¿La última gran cita para ricos y poderosos?
Algo cambiará después de Génova. El propio primer ministro italiano, Silvio Berlusconi, ha reconocido que las reuniones del G-8 (los siete países más industrializados del mundo más Rusia) no podrán seguir celebrándose en un clima de enfrentamiento como el vivido ayer en la ciudad portuaria italiana y que quizás la cumbre que concluye mañana sea la última que se celebra.
El presidente de la Unión Europea, Romano Prodi -que llegó con retraso por una avería en el avión que le traía de Bruselas- le dio indirectamente la razón. 'Creo que hay que replantearse este tipo de encuentros', dijo Prodi en la puerta del palacio Ducal, sede de las reuniones, asediado por grupos de manifestantes radicales.
A la vista de una ciudad de más de 600.000 habitantes secuestrada por las fuerzas de seguridad y al mismo tiempo enormemente vulnerable a los ataques de grupos reducidos de manifestantes, cabe pensar si no sería preferible trasladar este tipo de reuniones a puntos más remotos e inaccesibles.
El ejemplo de Rambouillet, en los alrededores de París, lugar de la primera reunión del, entonces, G-6, en 1975, queda muy lejos y sirve de poco. En aquella ocasión, los jefes de Estado y de Gobierno de Estados Unidos, Reino Unido, Alemania, Japón, Francia e Italia mantuvieron un encuentro fructífero, en el que se tomaron decisiones económicas de importancia, al menos para los asistentes.

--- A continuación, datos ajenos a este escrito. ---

use std::ops::RangeInclusive;

use chrono::DateTime;
use chrono::Duration;
use chrono::FixedOffset;
use rand::prelude::*;
use tracing::debug;

use crate::artists::Artist;
use crate::error::ConcertsGenError;
use crate::error::Result;
use crate::venues::Venue;

pub const CONCERT_HOURS: RangeInclusive<u32> = 13..=23;
pub const CONCERT_MINUTES: [u32; 4] = [0, 15, 30, 45];

#[derive(Debug, Clone, PartialEq, Eq)]
pub struct Show {
    pub id: u64,
    pub artist_id: u64,
    pub venue_id: u64,
    // unix seconds
    pub date: i64,
}

#[derive(Debug, Clone)]
pub struct Config {
    pub from: DateTime<FixedOffset>,
    pub to: DateTime<FixedOffset>,
    /// Zone in which concert hours are applied.
    pub timezone: FixedOffset,
    pub another_show_chance: u32,
    pub max_days_between_shows: i64,
    pub max_shows_per_artist: Option<usize>,
}

/// Schedules tours artist by artist. Show ids keep growing across artists.
pub struct Scheduler {
    timezone: FixedOffset,
    // unix seconds
    from_timestamp: i64,
    to_timestamp: i64,
    another_show_chance: u32,
    max_gap_seconds: i64,
    max_shows_per_artist: Option<usize>,
    next_id: u64,
}

impl Scheduler {
    pub fn try_new(cfg: Config) -> Result<Self> {
        if cfg.from >= cfg.to {
            return Err(ConcertsGenError::Internal(format!(
                "empty touring window: {} - {}",
                cfg.from, cfg.to
            )));
        }
        if cfg.max_days_between_shows < 1 {
            return Err(ConcertsGenError::Internal(format!(
                "max days between shows should be positive, got {}",
                cfg.max_days_between_shows
            )));
        }
        // chance 0 always draws another show
        if cfg.another_show_chance == 0 && cfg.max_shows_per_artist.is_none() {
            return Err(ConcertsGenError::Internal(
                "another show chance 0 needs a max shows per artist".to_string(),
            ));
        }

        Ok(Self {
            timezone: cfg.timezone,
            from_timestamp: cfg.from.timestamp(),
            to_timestamp: cfg.to.timestamp(),
            another_show_chance: cfg.another_show_chance,
            max_gap_seconds: Duration::days(cfg.max_days_between_shows).num_seconds(),
            max_shows_per_artist: cfg.max_shows_per_artist,
            next_id: 1,
        })
    }

    /// Appends the artist's tour to `shows`. A tour may be empty.
    pub fn tour<R: Rng + ?Sized>(
        &mut self,
        rng: &mut R,
        artist: &Artist,
        venues: &[Venue],
        shows: &mut Vec<Show>,
    ) -> Result<usize> {
        let from = rng.gen_range(self.from_timestamp..self.to_timestamp);
        let mut show_date = self.concert_time(rng, from, None)?;

        let mut played = 0;
        loop {
            if let Some(max) = self.max_shows_per_artist {
                if played >= max {
                    break;
                }
            }
            if !self.is_touring(rng) {
                break;
            }

            let venue = venues
                .choose(rng)
                .ok_or_else(|| ConcertsGenError::EmptySource("venue list is empty".to_string()))?;
            let show = Show {
                id: self.next_id,
                artist_id: artist.id,
                venue_id: venue.id,
                date: show_date,
            };
            debug!(
                "show {}: {} at {} on {}",
                show.id,
                artist.name,
                venue.name,
                self.to_datetime(show_date)?
            );
            shows.push(show);
            self.next_id += 1;
            played += 1;

            let next = rng.gen_range(show_date..show_date + self.max_gap_seconds);
            show_date = self.concert_time(rng, next, Some(show_date))?;
        }

        Ok(played)
    }

    fn is_touring<R: Rng + ?Sized>(&self, rng: &mut R) -> bool {
        rng.gen_range(0..=self.another_show_chance) == 0
    }

    fn to_datetime(&self, timestamp: i64) -> Result<DateTime<FixedOffset>> {
        DateTime::from_timestamp(timestamp, 0)
            .map(|dt| dt.with_timezone(&self.timezone))
            .ok_or_else(|| ConcertsGenError::Internal(format!("invalid timestamp {timestamp}")))
    }

    /// Moves the timestamp to a random concert slot of the same calendar day. Slots
    /// before `not_before` are skipped.
    fn concert_time<R: Rng + ?Sized>(
        &self,
        rng: &mut R,
        timestamp: i64,
        not_before: Option<i64>,
    ) -> Result<i64> {
        let day = self.to_datetime(timestamp)?.date_naive();
        let slots: Vec<i64> = CONCERT_HOURS
            .flat_map(|hour| CONCERT_MINUTES.into_iter().map(move |minute| (hour, minute)))
            .filter_map(|(hour, minute)| day.and_hms_opt(hour, minute, 0))
            .filter_map(|dt| dt.and_local_timezone(self.timezone).single())
            .map(|dt| dt.timestamp())
            .filter(|ts| not_before.map_or(true, |nb| *ts >= nb))
            .collect();

        slots.choose(rng).copied().ok_or_else(|| {
            ConcertsGenError::Internal(format!("no concert slot left on {day}"))
        })
    }
}

pub fn generate_shows<R: Rng + ?Sized>(
    rng: &mut R,
    cfg: Config,
    artists: &[Artist],
    venues: &[Venue],
) -> Result<Vec<Show>> {
    let mut scheduler = Scheduler::try_new(cfg)?;
    let mut shows = Vec::new();
    for artist in artists.iter() {
        scheduler.tour(rng, artist, venues, &mut shows)?;
    }

    Ok(shows)
}
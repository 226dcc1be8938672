use rand::distributions::WeightedError;
use rand::distributions::WeightedIndex;
use rand::prelude::*;
use tracing::debug;

use crate::error::ConcertsGenError;
use crate::error::Result;
use crate::sources::City;
use crate::template::parse_formats;

#[derive(Debug, Clone, PartialEq, Eq)]
pub struct Venue {
    pub id: u64,
    pub name: String,
    pub city: String,
    pub state: String,
}

/// Samples city names with probability proportional to population.
pub struct CityProvider<'a> {
    cities: &'a [City],
    weight_idx: WeightedIndex<u64>,
}

impl<'a> CityProvider<'a> {
    pub fn try_new(cities: &'a [City]) -> Result<Self> {
        let weight_idx = WeightedIndex::new(cities.iter().map(|c| c.population)).map_err(
            |err| match err {
                WeightedError::NoItem => {
                    ConcertsGenError::EmptySource("city list is empty".to_string())
                }
                err => ConcertsGenError::Internal(format!("city populations: {err}")),
            },
        )?;

        Ok(Self { cities, weight_idx })
    }

    pub fn sample<R: Rng + ?Sized>(&self, rng: &mut R) -> &'a City {
        &self.cities[self.weight_idx.sample(rng)]
    }
}

pub fn generate_venues<R: Rng + ?Sized>(
    rng: &mut R,
    count: usize,
    name_formats: &[&str],
    words: &[String],
    names: &[String],
    cities: &[City],
    state: &str,
) -> Result<Vec<Venue>> {
    let templates = parse_formats(name_formats, "venue")?;
    let city_provider = CityProvider::try_new(cities)?;

    let mut venues = Vec::with_capacity(count);
    for idx in 0..count {
        let city = city_provider.sample(rng);
        let tpl = templates
            .choose(rng)
            .ok_or_else(|| ConcertsGenError::Internal("no venue template".to_string()))?;
        let venue = Venue {
            id: idx as u64 + 1,
            name: tpl.expand(rng, words, names, Some(city.city.as_str()))?,
            city: city.city.clone(),
            state: state.to_string(),
        };
        debug!("venue {}: {} ({})", venue.id, venue.name, venue.city);
        venues.push(venue);
    }

    Ok(venues)
}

Al año siguiente, al selecto club se unió, por decisión del Gobierno de Washington, Canadá. La reunión, reducida, discreta, fue un éxito. Pero desde entonces ha llovido mucho. La complejidad del mundo y la amplitud de escenarios ha convertido estas reuniones en un encuentro inabordable, que depara pocas noticias. El año pasado, en Okinawa, se batieron todos los récords de vacuidad en los comunicados finales, pero Génova no quedará muy atrás. La impresión es que las decisiones están tomadas y que el encuentro no pasa de ser un ejercicio de relaciones públicas costosísimo que se salda, además, con un balance de orden público amargo.
22.000 millones de coste
La preparación de tres días de cumbre ha costado 22.000 millones de pesetas. Una cifra fabulosa, indirectamente proporcional a la importancia de los acuerdos alcanzados. Quienes propugnan una ampliación del G-8 (a Canadá se unió hace un par de años Rusia), proponiendo reuniones gigantes en las que figuren los líderes de países no necesariamente ricos, pero fundamentales en el contexto político internacional, se olvidan de que, a estas alturas, el G-8 es un encuentro ya demasiado grande.
Los intentos del presidente español, José María Aznar, de que España sea admitida a este selecto club han tropezado hasta el momento con una negativa cortés. A estas alturas, los países que se incorporen procederán de alguno de los continentes olvidados y, en todo caso, el club ya no es el que era.